The "Intensity Analysis" project aims to analyze and predict emotions in text, such as happiness, sadness, or anger. With the rise of online reviews and social media, it's important for businesses to understand how people feel in their messages.
This project develops a system that uses Natural Language Processing (NLP) and machine learning models, specifically Support Vector Machines (SVM) or a Voting Classifier, to identify emotions and their intensity in text.
- Data Cleaning: The text data is cleaned to remove special characters and make all text lowercase.
- Feature Extraction: Features are extracted from the text using TF-IDF vectorization.
- Model Selection and Training:
- Support Vector Machine (SVM): Trained and evaluated to classify emotions in the text.
- Voting Classifier: An ensemble model combining multiple classifiers to enhance prediction accuracy.
- Performance Evaluation: Both models were evaluated based on accuracy and other performance metrics.
- Support Vector Machine (SVM): Achieved an accuracy of 79.17%.
- Voting Classifier: Achieved an accuracy of 80.64%.
- Python 3.x
- pandas
- scikit-learn
- joblib
- imbalanced-learn
- nltk
To install the required packages, use the following command:
pip install pandas scikit-learn joblib imbalanced-learn nltkUsage
- Prepare the Data: Ensure that happiness.csv, angriness.csv, and sadness.csv are in the same directory as the code.
- Run the Code: Execute the Jupyter notebook or Python script to train the models and evaluate their performance.

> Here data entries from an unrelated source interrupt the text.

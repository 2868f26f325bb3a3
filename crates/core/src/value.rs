//! Typed attribute values carried by request contexts and targeting conditions.

use serde::{Deserialize, Serialize};
use std::collections::BTreeMap;

/// Request context: attribute name -> value. A `BTreeMap` keeps keys sorted,
/// which makes its JSON encoding canonical.
pub type Context = BTreeMap<String, AttributeValue>;

/// A single non-list value.
#[derive(Debug, Clone, PartialEq, Serialize, Deserialize)]
#[serde(untagged)]
pub enum Scalar {
    Bool(bool),
    Number(f64),
    String(String),
}

/// A context or condition value: a scalar or a flat list of scalars.
#[derive(Debug, Clone, PartialEq, Serialize, Deserialize)]
#[serde(untagged)]
pub enum AttributeValue {
    Bool(bool),
    Number(f64),
    String(String),
    List(Vec<Scalar>),
}

impl AttributeValue {
    pub fn as_number(&self) -> Option<f64> {
        match self {
            Self::Number(n) => Some(*n),
            _ => None,
        }
    }

    pub fn as_str(&self) -> Option<&str> {
        match self {
            Self::String(s) => Some(s),
            _ => None,
        }
    }

    pub fn as_list(&self) -> Option<&[Scalar]> {
        match self {
            Self::List(items) => Some(items),
            _ => None,
        }
    }

    /// The scalar form of this value, `None` for lists.
    pub fn as_scalar(&self) -> Option<Scalar> {
        match self {
            Self::Bool(b) => Some(Scalar::Bool(*b)),
            Self::Number(n) => Some(Scalar::Number(*n)),
            Self::String(s) => Some(Scalar::String(s.clone())),
            Self::List(_) => None,
        }
    }
}

impl Scalar {
    pub fn as_number(&self) -> Option<f64> {
        match self {
            Self::Number(n) => Some(*n),
            _ => None,
        }
    }
}

impl From<bool> for AttributeValue {
    fn from(value: bool) -> Self {
        Self::Bool(value)
    }
}

impl From<f64> for AttributeValue {
    fn from(value: f64) -> Self {
        Self::Number(value)
    }
}

impl From<i64> for AttributeValue {
    fn from(value: i64) -> Self {
        Self::Number(value as f64)
    }
}

impl From<&str> for AttributeValue {
    fn from(value: &str) -> Self {
        Self::String(value.to_string())
    }
}

impl From<String> for AttributeValue {
    fn from(value: String) -> Self {
        Self::String(value)
    }
}

impl From<Vec<Scalar>> for AttributeValue {
    fn from(value: Vec<Scalar>) -> Self {
        Self::List(value)
    }
}

impl From<&str> for Scalar {
    fn from(value: &str) -> Self {
        Self::String(value.to_string())
    }
}

impl From<f64> for Scalar {
    fn from(value: f64) -> Self {
        Self::Number(value)
    }
}

impl From<bool> for Scalar {
    fn from(value: bool) -> Self {
        Self::Bool(value)
    }
}

/// Build a [`Context`] from `(name, value)` pairs.
pub fn context<K, V, I>(pairs: I) -> Context
where
    K: Into<String>,
    V: Into<AttributeValue>,
    I: IntoIterator<Item = (K, V)>,
{
    pairs
        .into_iter()
        .map(|(k, v)| (k.into(), v.into()))
        .collect()
}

- Model Files: The trained models and vectorizers are saved as .pkl files in the models directory.
Model Files
- models/svm_model.pkl: Trained Support Vector Machine model.
- models/voting_model.pkl: Trained Voting Classifier model.
Future Work
- Experiment with more advanced models and techniques to further improve accuracy.
- Explore additional features or data sources to enhance the emotional analysis.
Conclusion
This project provides a reliable tool for real-time emotional analysis of text, leveraging advanced NLP and machine learning techniques to deliver accurate predictions of emotions.